*** Opening of Study material ***
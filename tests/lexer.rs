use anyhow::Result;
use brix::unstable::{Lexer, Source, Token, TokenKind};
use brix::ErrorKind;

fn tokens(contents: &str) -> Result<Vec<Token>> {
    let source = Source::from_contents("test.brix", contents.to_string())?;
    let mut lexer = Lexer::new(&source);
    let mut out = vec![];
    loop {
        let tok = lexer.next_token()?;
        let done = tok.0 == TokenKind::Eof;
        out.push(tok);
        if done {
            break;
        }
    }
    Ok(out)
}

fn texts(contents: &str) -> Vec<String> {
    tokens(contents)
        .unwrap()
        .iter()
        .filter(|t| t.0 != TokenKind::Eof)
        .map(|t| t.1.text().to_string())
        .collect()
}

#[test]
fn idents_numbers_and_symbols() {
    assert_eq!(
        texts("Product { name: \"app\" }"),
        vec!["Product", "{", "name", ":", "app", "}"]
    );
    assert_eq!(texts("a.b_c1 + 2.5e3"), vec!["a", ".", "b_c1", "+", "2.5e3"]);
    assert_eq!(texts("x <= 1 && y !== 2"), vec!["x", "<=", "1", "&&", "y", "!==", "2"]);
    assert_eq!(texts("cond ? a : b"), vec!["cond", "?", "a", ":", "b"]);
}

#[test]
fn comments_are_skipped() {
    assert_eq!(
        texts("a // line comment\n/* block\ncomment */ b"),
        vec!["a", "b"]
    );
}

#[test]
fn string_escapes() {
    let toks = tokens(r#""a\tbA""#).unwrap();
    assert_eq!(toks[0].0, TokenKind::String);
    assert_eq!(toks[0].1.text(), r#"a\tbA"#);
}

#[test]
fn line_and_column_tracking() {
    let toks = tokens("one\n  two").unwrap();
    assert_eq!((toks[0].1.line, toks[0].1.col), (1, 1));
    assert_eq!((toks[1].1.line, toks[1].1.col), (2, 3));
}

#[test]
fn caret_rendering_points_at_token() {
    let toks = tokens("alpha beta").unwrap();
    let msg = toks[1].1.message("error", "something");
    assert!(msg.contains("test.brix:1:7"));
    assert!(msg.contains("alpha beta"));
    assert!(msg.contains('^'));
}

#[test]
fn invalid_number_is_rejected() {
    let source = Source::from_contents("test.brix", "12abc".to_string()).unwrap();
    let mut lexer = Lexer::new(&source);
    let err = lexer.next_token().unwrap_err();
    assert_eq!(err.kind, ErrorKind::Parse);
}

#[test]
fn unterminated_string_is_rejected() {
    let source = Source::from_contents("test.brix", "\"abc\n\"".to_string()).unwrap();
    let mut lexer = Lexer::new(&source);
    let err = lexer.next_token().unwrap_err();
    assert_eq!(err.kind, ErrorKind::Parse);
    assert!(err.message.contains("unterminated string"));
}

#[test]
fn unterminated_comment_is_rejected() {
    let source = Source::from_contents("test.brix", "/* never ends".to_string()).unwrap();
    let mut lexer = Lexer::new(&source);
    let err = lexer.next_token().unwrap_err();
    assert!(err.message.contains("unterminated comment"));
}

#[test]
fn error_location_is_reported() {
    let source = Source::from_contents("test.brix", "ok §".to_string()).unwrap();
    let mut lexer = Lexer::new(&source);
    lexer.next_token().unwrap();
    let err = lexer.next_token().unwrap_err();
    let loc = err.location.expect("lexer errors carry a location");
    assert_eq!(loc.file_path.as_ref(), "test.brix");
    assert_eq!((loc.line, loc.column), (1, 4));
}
*** Close of Study material ***
**Task requirements**
Which of the lines above include the word "Result"? List those lines.

**Response area**
use anyhow::Result;
fn tokens(contents: &str) -> Result<Vec<Token>> {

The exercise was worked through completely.